3. The prosecutor's summation. The defendant asserts that the prosecutor's summation requires reversal of his convictions. The defendant contends that the prosecutor argued an incorrect principle of law to the jury, [Note 4] shifted the burden of proof to the defendant, [Note 5] and appealed to the emotions of the jury. [Note 6]
At the conclusion of the prosecutor's summation, defense counsel timely objected to the prosecutor's remark that "human beings intend the natural and normal consequences of their voluntary acts" and to the prosecutor's comment that April Jusseaume did not testify that she and the defendant were "coked up" as the defense counsel, in his opening statement, suggested she would. The defendant made a motion for a mistrial, which was denied, and then requested curative instructions with respect to these comments by the prosecutor. The judge gave curative instructions to the jury, to which the defendant did not object. On appeal, the defendant also argues that certain previously unobjected-to remarks by the prosecutor so appealed to the emotions of the jury as to require reversal.
Closing arguments must be viewed "in the context of the entire argument, and in light of the judge's instructions to the jury and the evidence at trial." Commonwealth v. Viriyahiranpaiboon, 412 Mass. 224 , 231 (1992), citing Commonwealth v. Colon-Cruz, 408 Mass. 533 , 553 (1990). [Note 7] "[C]losing argument is identified as argument, the jury understands that, instructions from the judge inform the jury
that closing argument is not evidence, and instructions may mitigate any prejudice in the final argument." Commonwealth v.

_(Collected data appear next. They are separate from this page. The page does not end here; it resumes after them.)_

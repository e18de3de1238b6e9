//! Neural embedding backend running a sentence-transformer ONNX model.
//!
//! Token vectors from the model's last hidden state are mean-pooled under
//! the attention mask, folded to the configured dimension when the model
//! dimension differs, and L2-normalized.

use crate::embed::Embedder;
use crate::error::{Error, Result};
use log::debug;
use ndarray::{Array2, CowArray};
use ort::{Environment, GraphOptimizationLevel, Session, SessionBuilder, Value};
use std::path::Path;
use std::sync::{Arc, Mutex};
use tokenizers::Tokenizer;

/// Maximum sequence length fed to the model.
const MAX_SEQ_LENGTH: usize = 256;

/// ONNX-backed embedding provider.
pub struct OnnxEmbedder {
    tokenizer: Tokenizer,
    session: Arc<Mutex<Session>>,
    dimension: usize,
}

impl std::fmt::Debug for OnnxEmbedder {
    fn fmt(&self, f: &mut std::fmt::Formatter<'_>) -> std::fmt::Result {
        f.debug_struct("OnnxEmbedder")
            .field("dimension", &self.dimension)
            .finish()
    }
}

impl OnnxEmbedder {
    /// Loads the model and its tokenizer. `tokenizer_path` is the
    /// directory containing `tokenizer.json`.
    pub fn new(model_path: &Path, tokenizer_path: &Path, dimension: usize) -> Result<Self> {
        let tokenizer_json = tokenizer_path.join("tokenizer.json");
        debug!("Loading tokenizer from {}", tokenizer_json.display());
        let tokenizer = Tokenizer::from_file(&tokenizer_json)
            .map_err(|e| Error::EmbedderUnavailable(format!("tokenizer load failed: {}", e)))?;

        debug!("Loading ONNX model from {}", model_path.display());
        let environment = Environment::builder()
            .with_name("codequery-embedder")
            .build()
            .map_err(|e| Error::EmbedderUnavailable(e.to_string()))?
            .into_arc();
        let session = SessionBuilder::new(&environment)
            .and_then(|b| b.with_optimization_level(GraphOptimizationLevel::Level1))
            .and_then(|b| b.with_intra_threads(num_cpus::get() as i16))
            .and_then(|b| b.with_model_from_file(model_path))
            .map_err(|e| Error::EmbedderUnavailable(e.to_string()))?;

        Ok(Self {
            tokenizer,
            session: Arc::new(Mutex::new(session)),
            dimension,
        })
    }

    /// Tokenizes one text into padded id + mask rows.
    fn prepare_inputs(&self, text: &str) -> Result<(Vec<i64>, Vec<i64>)> {
        let encoding = self
            .tokenizer
            .encode(text, true)
            .map_err(|e| Error::EmbedderUnavailable(format!("tokenize failed: {}", e)))?;
        let mut input_ids: Vec<i64> = encoding.get_ids().iter().map(|&id| id as i64).collect();
        let mut attention_mask: Vec<i64> = encoding
            .get_attention_mask()
            .iter()
            .map(|&m| m as i64)
            .collect();
        input_ids.truncate(MAX_SEQ_LENGTH);
        attention_mask.truncate(MAX_SEQ_LENGTH);
        while input_ids.len() < MAX_SEQ_LENGTH {
            input_ids.push(0);
            attention_mask.push(0);
        }
        Ok((input_ids, attention_mask))
    }

    /// Mean-pools the hidden states under the mask, folds to the target
    /// dimension, and normalizes.
    fn pool(&self, hidden: &[f32], model_dim: usize, mask: &[i64]) -> Vec<f32> {
        let mut pooled = vec![0.0f32; model_dim];
        let mut count = 0.0f32;
        for (row, &m) in mask.iter().enumerate() {
            if m == 0 {
                continue;
            }
            count += 1.0;
            let offset = row * model_dim;
            for d in 0..model_dim {
                pooled[d] += hidden[offset + d];
            }
        }
        if count > 0.0 {
            for x in pooled.iter_mut() {
                *x /= count;
            }
        }

        // Fold to the configured dimension when they differ.
        let mut projected = vec![0.0f32; self.dimension];
        for (i, &x) in pooled.iter().enumerate() {
            projected[i % self.dimension] += x;
        }

        let norm: f32 = projected.iter().map(|x| x * x).sum::<f32>().sqrt();
        if norm > 0.0 {
            for x in projected.iter_mut() {
                *x /= norm;
            }
        }
        projected
    }
}

impl Embedder for OnnxEmbedder {
    fn dimension(&self) -> usize {
        self.dimension
    }

    fn name(&self) -> &'static str {
        "onnx"
    }

    fn warmup(&self) -> Result<()> {
        // First inference pays graph initialization; do it off the query
        // path.
        self.encode("warmup").map(|_| ())
    }

    fn encode(&self, text: &str) -> Result<Vec<f32>> {
        let (input_ids, attention_mask) = self.prepare_inputs(text)?;

        let ids_array: CowArray<i64, _> =
            Array2::from_shape_vec((1, MAX_SEQ_LENGTH), input_ids)
                .map_err(|e| Error::EmbedderUnavailable(e.to_string()))?
                .into_dyn()
                .into();
        let mask_array: CowArray<i64, _> =
            Array2::from_shape_vec((1, MAX_SEQ_LENGTH), attention_mask.clone())
                .map_err(|e| Error::EmbedderUnavailable(e.to_string()))?
                .into_dyn()
                .into();

        let session = self
            .session
            .lock()
            .map_err(|e| Error::Lock(e.to_string()))?;
        let inputs = vec![
            Value::from_array(session.allocator(), &ids_array)
                .map_err(|e| Error::EmbedderUnavailable(e.to_string()))?,
            Value::from_array(session.allocator(), &mask_array)
                .map_err(|e| Error::EmbedderUnavailable(e.to_string()))?,
        ];
        let outputs = session
            .run(inputs)
            .map_err(|e| Error::EmbedderUnavailable(e.to_string()))?;

        // First output: last_hidden_state of shape [1, seq, model_dim].
        let tensor = outputs[0]
            .try_extract::<f32>()
            .map_err(|e| Error::EmbedderUnavailable(e.to_string()))?;
        let view = tensor.view();
        let flat: Vec<f32> = view.iter().copied().collect();
        if flat.is_empty() || flat.len() % MAX_SEQ_LENGTH != 0 {
            return Err(Error::EmbedderUnavailable(format!(
                "unexpected output tensor length {}",
                flat.len()
            )));
        }
        let model_dim = flat.len() / MAX_SEQ_LENGTH;
        Ok(self.pool(&flat, model_dim, &attention_mask))
    }
}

Kozec, 399 Mass. 514 , 517 (1987), citing Commonwealth v. Benjamin, 399 Mass. 220 , 223-224 (1987). We turn first to the two remarks to which the defendant timely objected. See Commonwealth v. Rosa, 412 Mass. 147 , 159 n.12 (1992); Commonwealth v. Person, 400 Mass. 136 , 139 (1987).
A. The alleged violation of Sandstrom v. Montana. The defendant asserts that the statement that "human beings intend the natural and normal consequences of their own voluntary acts" violates Sandstrom v. Montana, 442 U.S. 510 (1979), and requires reversal. We do not agree.
Sandstrom's concern was the effect of a judge's instructions which established a conclusive presumption that the defendant possessed the requisite mental state for a conviction of murder on proof by the government of the slaying alone. See Sandstrom, supra at 524. The remarks by the prosecutor do not come within Sandstrom, supra. For the most part, the prosecutor used his closing argument to sum up the Commonwealth's evidence. The prosecutor indicated to the jurors that they were charged with the responsibility of determining the defendant's intent. He told them that they should "draw what inferences [they] find to be appropriate."
The defendant does not argue that the judge's instructions violated Sandstrom. The judge told defense counsel that he would instruct the jurors that they should take the law from the judge, not counsel. [Note 8] The judge instructed the jurors as he told defense counsel he would. Defense counsel did not object to the instructions. Reversal on this ground is not required.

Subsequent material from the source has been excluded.